Farrar, Straus, and Giroux, Inc

Due/Published July 2001, 336 pages, paper

ISBN 0374527806

New Foreword by Philip Gourevitch.

Back in print, the "masterful" (The New York Times Book Review) account of an American in West Africa.

In Out of Africa Isak Dinesen writes of Kenya: "Up in this high air you breathed easily, drawing in a vital assurance and lightness of the heart. In the highlands you woke up in the morning and thought: Here I am, where I ought to be." Of my five-hundred off mornings in the Togolese highlands I woke up hung over, bathed in sweat, hungry, blowing on an extinguished lamp instead of turning off my alarm, mildly at ease, or mildly anxious. But never where I ought to be.

Here is a frank, moving, extremely vivid account of contemporary African life for anyone whose curiosity extends beyond the limits of Out of Africa.
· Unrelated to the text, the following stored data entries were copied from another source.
//! Validator
//!
//! Value checks applied to every command before the store is touched.

use crate::error::{GradeError, Result};

/// Lowest accepted grade
pub const MIN_GRADE: f64 = 0.0;

/// Highest accepted grade
pub const MAX_GRADE: f64 = 20.0;

/// Parse and range-check a raw grade
///
/// Edge whitespace is ignored. NaN and infinities parse but are out of range.
pub fn validate_grade(raw: &str) -> Result<f64> {
    let grade: f64 = raw.trim().parse().map_err(|_| GradeError::NotANumber)?;

    if (MIN_GRADE..=MAX_GRADE).contains(&grade) {
        Ok(grade)
    } else {
        Err(GradeError::OutOfRange)
    }
}

/// Reject an empty text field
pub fn validate_field<'a>(label: &'static str, raw: &'a str) -> Result<&'a str> {
    if raw.trim().is_empty() {
        return Err(GradeError::MissingField(label));
    }
    Ok(raw)
}
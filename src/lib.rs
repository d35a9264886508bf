//! # gradestore
//!
//! A network-accessible store of student grades with:
//! - A pipe-delimited text command protocol over TCP
//! - JSON responses
//! - Grade validation before any mutation
//! - A write-through CSV table guarded by a single writer lock
//!
//! ## Architecture Overview
//!
//! ```text
//! ┌─────────────────────────────────────────────────────────────┐
//! │                      TCP Server                              │
//! │          (Sequential or Worker Pool, 1 cmd / conn)           │
//! └─────────────────────┬───────────────────────────────────────┘
//!                       │
//! ┌─────────────────────▼───────────────────────────────────────┐
//! │                 Engine (Command Interpreter)                 │
//! │              parse → validate → dispatch                     │
//! └─────────────────────┬───────────────────────────────────────┘
//!                       │
//!          ┌────────────┴────────────┐
//!          │                         │
//!          ▼                         ▼
//!   ┌─────────────┐          ┌─────────────┐
//!   │  Validator  │          │ RecordStore │
//!   │ (0..=20)    │          │  (RwLock)   │
//!   └─────────────┘          └──────┬──────┘
//!                                   │
//!                                   ▼
//!                           ┌─────────────┐
//!                           │ calificac-  │
//!                           │ iones.csv   │
//!                           └─────────────┘
//! ```

// =============================================================================
// Module Declarations
// =============================================================================

pub mod error;
pub mod config;

pub mod validator;
pub mod store;
pub mod protocol;
pub mod engine;
pub mod network;
pub mod client;

// =============================================================================
// Public API Re-exports
// =============================================================================

pub use error::{GradeError, Result};
pub use config::Config;
pub use engine::Engine;
pub use client::Client;

// =============================================================================
// Version Info
// =============================================================================

/// Current version of gradestore
pub const VERSION: &str = env!("CARGO_PKG_VERSION");
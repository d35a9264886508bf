//! Protocol Module
//!
//! Defines the wire protocol for client-server communication.
//!
//! ## Protocol Format
//!
//! ### Request
//! UTF-8 text, fields separated by `|`, keyword first:
//! ```text
//! AGREGAR|S1|Ana|Math|18
//! ```
//!
//! ### Commands
//! - `AGREGAR|id|name|subject|grade` - insert a grade
//! - `BUSCAR|id`                     - all grades of a student
//! - `ACTUALIZAR|id|subject|grade`   - change one grade
//! - `LISTAR`                        - the whole table
//! - `ELIMINAR|id`                   - remove a student
//! - `VERIFICAR_ID|id`               - is the id taken?
//!
//! ### Response
//! One JSON object with `status` (`ok`, `error`, `not_found`) plus
//! `mensaje`, `data` and/or `count`.

mod codec;
mod command;
mod response;

pub use codec::{
    decode_request, decode_response, encode_response, read_request, read_response,
    write_request, write_response,
};
pub(crate) use codec::is_timeout;
pub use command::{Command, CommandType, SEPARATOR};
pub use response::{Response, Status};
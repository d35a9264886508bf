//! Engine Module
//!
//! The command interpreter that coordinates validation and storage.
//!
//! ## Responsibilities
//! - Open the data directory and the record store
//! - Validate command arguments before any mutation
//! - Dispatch commands to the record store
//! - Turn every outcome, success or failure, into a response

use std::fs;
use std::path::Path;

use crate::config::Config;
use crate::error::{GradeError, Result};
use crate::protocol::{Command, Response};
use crate::store::{format_grade, GradeRecord, RecordStore};
use crate::validator::{validate_field, validate_grade};

/// Successful outcome of a command
#[derive(Debug, Clone, PartialEq)]
pub enum Reply {
    /// Confirmation text
    Message(String),

    /// Matching records (search)
    Records(Vec<GradeRecord>),

    /// The whole table (list)
    Listing(Vec<GradeRecord>),
}

impl From<Reply> for Response {
    fn from(reply: Reply) -> Self {
        match reply {
            Reply::Message(message) => Response::ok(message),
            Reply::Records(records) => Response::records(records),
            Reply::Listing(records) => Response::listing(records),
        }
    }
}

/// The grade engine
///
/// Stateless apart from the store; all locking happens inside
/// [`RecordStore`], so an `Engine` can be shared across connection threads
/// behind an `Arc`.
pub struct Engine {
    /// Engine configuration
    config: Config,

    /// The grade table
    store: RecordStore,
}

impl Engine {
    /// Open or create an engine with the given config
    ///
    /// On startup:
    /// 1. Create the data directory if missing
    /// 2. Open the table (creating it with only a header if absent)
    pub fn open(config: Config) -> Result<Self> {
        fs::create_dir_all(&config.data_dir)
            .map_err(|e| GradeError::storage(&config.data_dir, e))?;

        let store = RecordStore::open(config.table_path(), config.store_options())?;

        Ok(Self { config, store })
    }

    /// Open with a path (convenience method)
    ///
    /// Uses default config with the specified data directory
    pub fn open_path(path: &Path) -> Result<Self> {
        let config = Config::builder().data_dir(path).build();
        Self::open(config)
    }

    /// Parse and execute raw command text
    ///
    /// Never fails: errors become `error`/`not_found` responses.
    pub fn process(&self, raw: &str) -> Response {
        let outcome = Command::parse(raw).and_then(|command| {
            tracing::trace!("Executing {:?}", command);
            self.execute(command)
        });

        match outcome {
            Ok(reply) => reply.into(),
            Err(e) => {
                tracing::debug!("Command failed: {}", e);
                Response::from_error(&e)
            }
        }
    }

    /// Execute a command
    ///
    /// Routes commands to appropriate handlers
    pub fn execute(&self, command: Command) -> Result<Reply> {
        match command {
            Command::Add {
                student_id,
                student_name,
                subject,
                grade,
            } => self.add(&student_id, &student_name, &subject, &grade),
            Command::Find { student_id } => self.find(&student_id),
            Command::Update {
                student_id,
                subject,
                grade,
            } => self.update(&student_id, &subject, &grade),
            Command::List => Ok(Reply::Listing(self.store.list_all())),
            Command::Delete { student_id } => self.delete(&student_id),
            Command::CheckId { student_id } => self.check_id(&student_id),
        }
    }

    /// Insert a grade
    ///
    /// Steps:
    /// 1. Validate the grade, then the text fields
    /// 2. Insert (the store enforces the natural key)
    pub fn add(
        &self,
        student_id: &str,
        student_name: &str,
        subject: &str,
        grade: &str,
    ) -> Result<Reply> {
        let grade = validate_grade(grade)?;
        let student_id = validate_field("ID_Estudiante", student_id)?;
        let student_name = validate_field("Nombre", student_name)?;
        let subject = validate_field("Materia", subject)?;

        let record = self
            .store
            .insert(GradeRecord::new(student_id, student_name, subject, grade))?;

        Ok(Reply::Message(format!(
            "Calificación agregada para {} en {}",
            record.student_name, record.subject
        )))
    }

    /// All grades of a student
    pub fn find(&self, student_id: &str) -> Result<Reply> {
        self.store.find_by_id(student_id).map(Reply::Records)
    }

    /// Change the grade of one (student, subject)
    pub fn update(&self, student_id: &str, subject: &str, grade: &str) -> Result<Reply> {
        let grade = validate_grade(grade)?;
        let record = self.store.update(student_id, subject, grade)?;

        Ok(Reply::Message(format!(
            "Calificación actualizada a {} en {}",
            format_grade(record.grade),
            subject
        )))
    }

    /// Remove every grade of a student
    pub fn delete(&self, student_id: &str) -> Result<Reply> {
        self.store.delete(student_id)?;
        Ok(Reply::Message(format!(
            "Registros eliminados para ID {}",
            student_id
        )))
    }

    /// Report whether an id is free
    ///
    /// A taken id is an `IdTaken` error carrying the stored name, so a client
    /// can reuse that name for a new subject.
    pub fn check_id(&self, student_id: &str) -> Result<Reply> {
        match self.store.check_id(student_id) {
            Some(name) => Err(GradeError::IdTaken {
                id: student_id.to_string(),
                name,
            }),
            None => Ok(Reply::Message("ID disponible".to_string())),
        }
    }

    // =========================================================================
    // Accessors (for testing and debugging)
    // =========================================================================

    /// Get the record store
    pub fn store(&self) -> &RecordStore {
        &self.store
    }

    /// Get the configuration
    pub fn config(&self) -> &Config {
        &self.config
    }
}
Stationed as a Peace Corps instructor in the village of Lavié (the name means "wait a little more") in tiny underdeveloped Togo, George Packer portrays his own schooling at the hands of an unforgettable array of villagers — peasants, chiefs, charlatans, children, market women, cripples, crazies, and those who, having lost or given up much of their traditional identity and fastened their hopes on "development," find themselves trapped between the familiar repetitions of rural life and the chafing monotony of waiting for change.

The Village of Waiting is a contemporary classic of travel literature, a must-read for anyone interested in Africa today.

George Packer's journalism and essays have appeared in Harper's; The New York Times; the 1997 Pushcart Prize anthology, The Art of the Essay; and elsewhere. His latest book is Blood of the Liberals. He lives in Brooklyn, New York.